Prolonged US Manufacturing Slowdown Barely Dents Energy Use
By John Kemp, senior market analyst
U.S. manufacturers reported that business activity declined for the 10th month running in August, though declines are becoming less widespread implying the trough in the cycle may be approaching.
The Institute for Supply Management’s purchasing managers index increased slightly to 47.6 (16th percentile for all months since 1980) in August up from 46.4 (13th percentile) in July and 46.0 (11th percentile) in June.
Despite the improvement, the manufacturing index has been below the 50-point threshold dividing expanding activity from a contraction for ten months since November 2022.
The length of the downturn has more in common with a cycle-ending recession (which have generally lasted 11 months or more) than a mid-cycle slowdown (generally lasting eight months or fewer).

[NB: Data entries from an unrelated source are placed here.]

//! Runtime - drives a [`Screen`] on a single task
//!
//! Engine signals, user input and every timer deadline are serialised through
//! one `select!` loop, so the screen and its player are only ever touched from
//! that task.

use crate::{
    engine::{EngineSignals, MediaEngine},
    overlay::OverlayButton,
    screen::{Screen, ScreenEvent, ScreenInput},
    types::{AppLifecycle, Orientation, Resource},
    Error, Result,
};
use std::time::Duration;
use tokio::sync::mpsc;
use tokio::task::JoinHandle;
use tokio::time::{sleep_until, Instant};
use tracing::{debug, info, warn};

/// Cloneable sender of [`ScreenInput`]s. Dropping every handle closes the screen.
#[derive(Debug, Clone)]
pub struct ScreenHandle {
    tx: mpsc::UnboundedSender<ScreenInput>,
}

impl ScreenHandle {
    pub fn send(&self, input: ScreenInput) -> Result<()> {
        self.tx.send(input).map_err(|_| Error::Disposed)
    }

    pub fn set_resource(&self, resource: Resource, index: usize) -> Result<()> {
        self.send(ScreenInput::SetResource { resource, index })
    }

    pub fn seek(&self, to: f64) -> Result<()> {
        self.send(ScreenInput::Seek(to))
    }

    pub fn press(&self, button: OverlayButton) -> Result<()> {
        self.send(ScreenInput::Button(button))
    }

    pub fn tap(&self) -> Result<()> {
        self.send(ScreenInput::Tap)
    }

    pub fn orientation(&self, orientation: Orientation) -> Result<()> {
        self.send(ScreenInput::Orientation(orientation))
    }

    pub fn lifecycle(&self, lifecycle: AppLifecycle) -> Result<()> {
        self.send(ScreenInput::Lifecycle(lifecycle))
    }

    pub fn close(&self) -> Result<()> {
        self.send(ScreenInput::Close)
    }

    pub fn is_closed(&self) -> bool {
        self.tx.is_closed()
    }
}

pub struct ScreenRuntime;

impl ScreenRuntime {
    /// Move `screen` onto its own task
    pub fn spawn<E>(
        screen: Screen<E>,
        signals: EngineSignals,
    ) -> (
        ScreenHandle,
        mpsc::UnboundedReceiver<ScreenEvent>,
        JoinHandle<()>,
    )
    where
        E: MediaEngine + 'static,
    {
        let (input_tx, input_rx) = mpsc::unbounded_channel();
        let (event_tx, event_rx) = mpsc::unbounded_channel();
        let task = tokio::spawn(run(screen, signals, input_rx, event_tx));
        (ScreenHandle { tx: input_tx }, event_rx, task)
    }
}

async fn run<E: MediaEngine>(
    mut screen: Screen<E>,
    mut signals: EngineSignals,
    mut inputs: mpsc::UnboundedReceiver<ScreenInput>,
    events: mpsc::UnboundedSender<ScreenEvent>,
) {
    info!("Screen runtime started");
    loop {
        publish(&mut screen, &events);
        if screen.is_closed() {
            break;
        }

        let deadline = screen.next_deadline();
        // only polled when `deadline` is set
        let idle = Instant::now() + Duration::from_secs(3600);

        tokio::select! {
            input = inputs.recv() => match input {
                Some(input) => {
                    if let Err(err) = screen.handle_input(input, Instant::now()) {
                        warn!(error = %err, code = err.error_code(), "Input rejected");
                    }
                }
                None => {
                    debug!("All handles dropped");
                    screen.close();
                }
            },
            Some(event) = signals.recv() => screen.handle_signal(event, Instant::now()),
            _ = sleep_until(deadline.unwrap_or(idle)), if deadline.is_some() => {
                screen.on_timer(Instant::now());
            }
        }
    }
    publish(&mut screen, &events);
    info!("Screen runtime stopped");
}

fn publish<E: MediaEngine>(screen: &mut Screen<E>, events: &mpsc::UnboundedSender<ScreenEvent>) {
    for event in screen.drain_events() {
        if events.send(event).is_err() {
            debug!("Event receiver dropped");
        }
    }
}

If the slowdown proves to be a “soft landing”, it will be the longest since the Second World War, matched in duration only by the slowdown in 1995/96, which also lasted 10 months.
The forward-looking new orders component remained weak which indicates the downturn is likely to persist for at least several more months, which would make it the longest mid-cycle slowdown on record.
The new orders index was just 46.8 (12th percentile) in August down from 47.3 (14th percentile) in July and down from 51.3 (26th percentile) a year ago.
Industrial electricity use and distillate fuel oil consumption are both correlated with the manufacturing and freight cycle and therefore with the purchasing managers index.
Both have fallen a bit less than expected given the length and apparent depth of the downturn in industrial activity, especially in the case of diesel and other distillate fuel oils.
Based on the most recent data available, industrial electricity consumption was down by 1.7% in the three months from March to May compared with the same period a year earlier.
The change in electricity use was in the 16th percentile for all overlapping three-month periods since 1980, according to data from the U.S. Energy Information Administration (“Monthly energy review”, EIA August 31, 2023).
Distillate fuel oil consumption fell by 1.0% in the three months from April through June compared with the same period a year earlier.
The change in distillate consumption was in the 31st percentile for all three-month periods since 1980, which suggests that any downturn in industrial activity has been long but shallow.
Confirming the unexpected resilience in distillate consumption, the EIA has revised its estimate for distillate supplied up by a total of 23 million barrels (+1.6%) or roughly 63,000 barrels per day over the course of 2022.
The strength of domestic distillate consumption helps explain why fuel oil inventories have remained well below the prior ten-year seasonal average.
Resilient electricity and diesel consumption, and the correspondingly low levels of spare generating capacity and distillate inventories, imply the energy system is operating close to its maximum capacity.
In the event of a soft landing followed by a re-acceleration of the business cycle, capacity constraints will re-emerge quickly and likely lead to an early resurgence of inflation.